### WHAT IS BEING ASKED
Filter the entries down to the lines containing "Returns", and copy those lines.

+ + + + + + +

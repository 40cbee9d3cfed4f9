//! Pricing
//!
//! Customised meal pricing with per-category free allowances. Within a category the free units
//! are always the cheapest ones: once a selection exceeds the allowance, the most expensive
//! selected units are charged first.
//!
//! Prices are recomputed from scratch for every selection change; adding one unit can move a
//! different item from the free tier into the charged tier.

use rust_decimal::{Decimal, RoundingStrategy, prelude::ToPrimitive};
use rusty_money::{Money, MoneyError, iso::Currency};
use smallvec::SmallVec;
use thiserror::Error;

use crate::{allowances::FreeAllowanceTable, catalog::Addon};

/// Errors that can occur while calculating prices.
#[derive(Debug, Error, PartialEq)]
pub enum PricingError {
    /// Wrapped money arithmetic or currency mismatch error.
    #[error(transparent)]
    Money(#[from] MoneyError),

    /// Quantity or price arithmetic overflowed.
    #[error("price calculation overflowed")]
    Overflow,
}

/// Multiply a unit price by a quantity.
///
/// # Errors
///
/// Returns [`PricingError::Overflow`] if the result does not fit in minor units.
pub fn extend_price<'a>(
    unit_price: &Money<'a, Currency>,
    quantity: u32,
) -> Result<Money<'a, Currency>, PricingError> {
    let minor = minor_units(unit_price)?
        .checked_mul(i64::from(quantity))
        .ok_or(PricingError::Overflow)?;

    Ok(Money::from_minor(minor, unit_price.currency()))
}

/// Whole minor units of `money` at its currency's exponent (pence for GBP, yen for JPY).
///
/// # Errors
///
/// Returns [`PricingError::Overflow`] if the amount does not fit in an `i64`.
pub fn minor_units(money: &Money<'_, Currency>) -> Result<i64, PricingError> {
    to_minor(*money.amount(), money.currency())
}

/// Convert a decimal major-unit amount to money, rounding half away from zero to whole minor
/// units of the currency.
///
/// # Errors
///
/// Returns [`PricingError::Overflow`] if the amount does not fit in minor units.
pub fn money_from_decimal(
    amount: Decimal,
    currency: &'static Currency,
) -> Result<Money<'static, Currency>, PricingError> {
    Ok(Money::from_minor(to_minor(amount, currency)?, currency))
}

/// Major units as a decimal, scaled to the currency's exponent.
pub fn to_major(money: &Money<'_, Currency>) -> Decimal {
    money.amount().round_dp_with_strategy(
        money.currency().exponent,
        RoundingStrategy::MidpointAwayFromZero,
    )
}

fn to_minor(amount: Decimal, currency: &Currency) -> Result<i64, PricingError> {
    amount
        .checked_div(Decimal::new(1, currency.exponent))
        .map(|value| value.round_dp_with_strategy(0, RoundingStrategy::MidpointAwayFromZero))
        .and_then(|value| value.to_i64())
        .ok_or(PricingError::Overflow)
}

/// A selected add-on and how many units of it were chosen.
#[derive(Debug, Clone, Copy, PartialEq)]
pub struct SelectionEntry<'s, 'a> {
    /// The catalog add-on; its category decides the allowance bucket.
    pub item: &'s Addon<'a>,

    /// Number of selected units (always at least 1 inside a [`Selection`])
    pub quantity: u32,
}

/// The add-ons chosen while customising a single meal, in selection order.
#[derive(Debug, Clone, Default)]
pub struct Selection<'s, 'a> {
    entries: Vec<SelectionEntry<'s, 'a>>,
}

impl<'s, 'a> Selection<'s, 'a> {
    /// Create an empty selection.
    #[must_use]
    pub fn new() -> Self {
        Self {
            entries: Vec::new(),
        }
    }

    /// Add one unit of an add-on and return its new quantity.
    pub fn increment(&mut self, item: &'s Addon<'a>) -> u32 {
        let quantity = self.quantity_of(&item.id).saturating_add(1);

        self.set_quantity(item, quantity);

        quantity
    }

    /// Remove one unit of an add-on and return its new quantity.
    pub fn decrement(&mut self, item: &'s Addon<'a>) -> u32 {
        let quantity = self.quantity_of(&item.id).saturating_sub(1);

        self.set_quantity(item, quantity);

        quantity
    }

    /// Set an add-on's quantity. Zero removes it from the selection.
    pub fn set_quantity(&mut self, item: &'s Addon<'a>, quantity: u32) {
        let position = self.entries.iter().position(|entry| entry.item.id == item.id);

        match (position, quantity) {
            (Some(idx), 0) => {
                self.entries.remove(idx);
            }
            (Some(idx), quantity) => {
                if let Some(entry) = self.entries.get_mut(idx) {
                    entry.quantity = quantity;
                }
            }
            (None, 0) => {}
            (None, quantity) => self.entries.push(SelectionEntry { item, quantity }),
        }
    }

    /// Selected quantity of an add-on, zero if it is not selected.
    pub fn quantity_of(&self, item_id: &str) -> u32 {
        self.entries
            .iter()
            .find(|entry| entry.item.id == item_id)
            .map_or(0, |entry| entry.quantity)
    }

    /// Total units selected within a category.
    pub fn total_in_category(&self, category: &str) -> u32 {
        self.entries
            .iter()
            .filter(|entry| entry.item.category == category)
            .fold(0, |acc: u32, entry| acc.saturating_add(entry.quantity))
    }

    /// Free units still available in a category before charges apply.
    pub fn remaining_free(&self, category: &str, allowances: &FreeAllowanceTable) -> u32 {
        allowances
            .free_quantity(category)
            .saturating_sub(self.total_in_category(category))
    }

    /// The selected entries in selection order.
    pub fn entries(&self) -> &[SelectionEntry<'s, 'a>] {
        &self.entries
    }

    /// Check if nothing is selected.
    pub fn is_empty(&self) -> bool {
        self.entries.is_empty()
    }

    /// Remove every selection.
    pub fn clear(&mut self) {
        self.entries.clear();
    }
}

/// Extra charges for a single add-on category.
#[derive(Debug, Clone, PartialEq)]
pub struct CategoryCharge<'a> {
    /// Category key
    pub category: String,

    /// Free units included in the base price
    pub free: u32,

    /// Total units selected
    pub selected: u32,

    /// Units charged at their unit price
    pub charged_units: u32,

    /// Amount charged for the category
    pub extra: Money<'a, Currency>,
}

/// A customised meal price split into base price and per-category charges.
#[derive(Debug, Clone, PartialEq)]
pub struct PriceBreakdown<'a> {
    /// The meal's base price
    pub base_price: Money<'a, Currency>,

    /// Per-category charges in first-selected order
    pub charges: SmallVec<[CategoryCharge<'a>; 8]>,

    /// Base price plus every category charge
    pub total: Money<'a, Currency>,
}

impl<'a> PriceBreakdown<'a> {
    /// Sum of the add-on charges on top of the base price.
    ///
    /// # Errors
    ///
    /// Returns a [`MoneyError`] if the subtraction fails.
    pub fn extras(&self) -> Result<Money<'a, Currency>, MoneyError> {
        self.total.sub(self.base_price)
    }
}

/// Calculates the price of a customised meal.
///
/// # Errors
///
/// - [`PricingError::Money`]: an add-on is priced in a different currency to the meal.
/// - [`PricingError::Overflow`]: quantities or prices overflowed.
pub fn customized_price<'a>(
    base_price: Money<'a, Currency>,
    selection: &[SelectionEntry<'_, 'a>],
    allowances: &FreeAllowanceTable,
) -> Result<Money<'a, Currency>, PricingError> {
    Ok(price_breakdown(base_price, selection, allowances)?.total)
}

/// Calculates a customised meal price along with its per-category charges.
///
/// # Errors
///
/// - [`PricingError::Money`]: an add-on is priced in a different currency to the meal.
/// - [`PricingError::Overflow`]: quantities or prices overflowed.
pub fn price_breakdown<'a>(
    base_price: Money<'a, Currency>,
    selection: &[SelectionEntry<'_, 'a>],
    allowances: &FreeAllowanceTable,
) -> Result<PriceBreakdown<'a>, PricingError> {
    let currency = base_price.currency();
    let mut charges = SmallVec::new();
    let mut total = base_price;

    for (category, mut entries) in group_by_category(selection) {
        let free = allowances.free_quantity(category);
        let selected = entries
            .iter()
            .try_fold(0u32, |acc, entry| acc.checked_add(entry.quantity))
            .ok_or(PricingError::Overflow)?;

        let charged_units = selected.saturating_sub(free);

        // Stable sort: equally priced items keep their selection order.
        entries.sort_by(|a, b| {
            b.item
                .price
                .to_minor_units()
                .cmp(&a.item.price.to_minor_units())
        });

        let mut remaining = charged_units;
        let mut extra = Money::from_minor(0, currency);

        for entry in entries {
            if remaining == 0 {
                break;
            }

            let units = remaining.min(entry.quantity);

            extra = extra.add(extend_price(&entry.item.price, units)?)?;
            remaining -= units;
        }

        total = total.add(extra)?;

        charges.push(CategoryCharge {
            category: category.to_string(),
            free,
            selected,
            charged_units,
            extra,
        });
    }

    Ok(PriceBreakdown {
        base_price,
        charges,
        total,
    })
}

/// Group entries by category, keeping categories in first-selected order.
fn group_by_category<'e, 's, 'a>(
    selection: &'e [SelectionEntry<'s, 'a>],
) -> SmallVec<[(&'e str, SmallVec<[&'e SelectionEntry<'s, 'a>; 8]>); 8]> {
    let mut groups: SmallVec<[(&'e str, SmallVec<[&'e SelectionEntry<'s, 'a>; 8]>); 8]> =
        SmallVec::new();

    for entry in selection.iter().filter(|entry| entry.quantity > 0) {
        let category = entry.item.category.as_str();

        match groups.iter_mut().find(|(key, _)| *key == category) {
            Some((_, entries)) => entries.push(entry),
            None => {
                let mut entries = SmallVec::new();
                entries.push(entry);
                groups.push((category, entries));
            }
        }
    }

    groups
}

+ + + + + + +

### EXERCISE SOLUTION
/// Returns [`PricingError::Overflow`] if the result does not fit in minor units.
/// Returns [`PricingError::Overflow`] if the amount does not fit in an `i64`.
/// Returns [`PricingError::Overflow`] if the amount does not fit in minor units.
    /// Returns a [`MoneyError`] if the subtraction fails.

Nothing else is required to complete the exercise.